45 degrees is pretty much spot on. This still engages pectorals as the primary muscle and doesn’t place undue stress on on shoulder joint.
Don’t hold dumbbells like a barbell though. They should be at they same angle as your upper arm. So if your upper arms are 45 degrees away from your torso then you should hold the dumbbells on a 45’ angle. This is important for shoulder health.

[quote]jasmincar wrote:
this forum is dead[/quote]
Sadly yes.

Whats better, getting strong on 1 angle, or doing dumbbell presses from a variety of angles?

[quote]FlatsFarmer wrote:
Whats better, getting strong on 1 angle, or doing dumbbell presses from a variety of angles?[/quote]
You can’t really do strength work on more then one angle in one session. The pectorals would be too fatigued so no strength would be gained making it rather a pointless pursuit.
You could however do DB flat bench press ramp up to 3-5 then do slight incline 3 sets of 7-10.
Any higher then slight incline then we are working front deltoid. Which is fine if we are training both in the same session but otherwise it takes away from pectorals.

[quote]Angus1 wrote:
Shoulder injuries can ruin your bench pressing but with dumbbells you can still get by if you do it correctly.
For starters your hands should be directly above your elbows no matter what you do so not sure why you even mentioned hand position.
Having flared elbows will put pressure on your shoulder joint. It will work more pectoral muscle but if you’re injured then don’t even think about it.

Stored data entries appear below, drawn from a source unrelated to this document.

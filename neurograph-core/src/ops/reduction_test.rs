use approx::assert_relative_eq;

use super::reduction::*;
use super::{Adjoint, Op, Operand};
use crate::error::NeuroGraphError;
use crate::utils::testing::check_slice_near;

fn operand<'a>(data: &'a [f32], shape: &'a [usize]) -> Operand<'a> {
    Operand { data, shape }
}

#[test]
fn test_avg_of_three_inputs() {
    let (a, b, c) = ([1.0, 2.0], [3.0, 4.0], [5.0, 9.0]);
    let inputs = [operand(&a, &[2]), operand(&b, &[2]), operand(&c, &[2])];
    let mut y = [0.0; 2];
    avg_forward(&inputs, &mut y);
    check_slice_near(&y, &[3.0, 5.0], 1e-6);

    let g = [3.0, 6.0];
    let adj = Adjoint {
        inputs: &inputs,
        value: &y,
        shape: &[2],
        grad: &g,
        aux: &[],
        is_train: false,
    };
    let mut grads = vec![Some(vec![0.0; 2]), None, Some(vec![0.0; 2])];
    avg_backward(&adj, &mut grads);
    check_slice_near(grads[0].as_ref().unwrap(), &[1.0, 2.0], 1e-6);
    check_slice_near(grads[2].as_ref().unwrap(), &[1.0, 2.0], 1e-6);
}

#[test]
fn test_avg_rejects_mismatched_shapes() {
    let err = Op::Avg.infer_shape(&[&[2, 3], &[3, 2]]).unwrap_err();
    assert!(matches!(err, NeuroGraphError::ShapeMismatch { .. }));
}

#[test]
fn test_reduce_sum_and_mean_over_axes() {
    // [[1, 2, 3], [4, 5, 6]]
    let x = [1.0, 2.0, 3.0, 4.0, 5.0, 6.0];
    let inputs = [operand(&x, &[2, 3])];

    assert_eq!(reduce_shape(&[2, 3], 0).unwrap(), vec![3]);
    let mut cols = [0.0; 3];
    reduce_forward(&inputs, 0, false, &mut cols);
    check_slice_near(&cols, &[5.0, 7.0, 9.0], 1e-6);

    assert_eq!(reduce_shape(&[2, 3], 1).unwrap(), vec![2]);
    let mut rows = [0.0; 2];
    reduce_forward(&inputs, 1, true, &mut rows);
    check_slice_near(&rows, &[2.0, 5.0], 1e-6);

    let g = [3.0, 6.0];
    let adj = Adjoint {
        inputs: &inputs,
        value: &rows,
        shape: &[2],
        grad: &g,
        aux: &[],
        is_train: false,
    };
    let mut grads = vec![Some(vec![0.0; 6])];
    reduce_backward(&adj, 1, true, &mut grads);
    check_slice_near(grads[0].as_ref().unwrap(), &[1.0, 1.0, 1.0, 2.0, 2.0, 2.0], 1e-6);
}

#[test]
fn test_reduce_to_scalar() {
    let x = [1.5, 2.5];
    let mut y = [0.0];
    reduce_forward(&[operand(&x, &[2])], 0, false, &mut y);
    assert_relative_eq!(y[0], 4.0);
    assert_eq!(reduce_shape(&[2], 0).unwrap(), Vec::<usize>::new());
}

#[test]
fn test_reduce_axis_out_of_range() {
    assert!(matches!(
        Op::ReduceSum { axis: 2 }.infer_shape(&[&[2, 3]]),
        Err(NeuroGraphError::ValidationError(_))
    ));
}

45 degrees is pretty much spot on. This still engages pectorals as the primary muscle and doesn’t place undue stress on on shoulder joint.
Don’t hold dumbbells like a barbell though. They should be at they same angle as your upper arm. So if your upper arms are 45 degrees away from your torso then you should hold the dumbbells on a 45’ angle. This is important for shoulder health.
[/quote]

I mentionned hand position to indicate arm position. I guess now I am pressing at 45 and I was pressing at a higher angle than 45 degree.

I am feeling my pecs more from the inside and more in the lower part when I work my pecs this way. I am not sure this will be better for aesthetics.

I like DB bench has a main exercise and I go heavy.

I am also wondering if this kind of pressing is viable in the long term. What I mean is I am not sure anyone has ever repped with 180-200 DB with this kind of shoulder saver form.

[quote]FlatsFarmer wrote:
Whats better, getting strong on 1 angle, or doing dumbbell presses from a variety of angles?[/quote]

I would focus getting strong for reps on 1 angle, from slight decline to slight incline, then work other angles after (not necessarily with dumbells), but what do I know.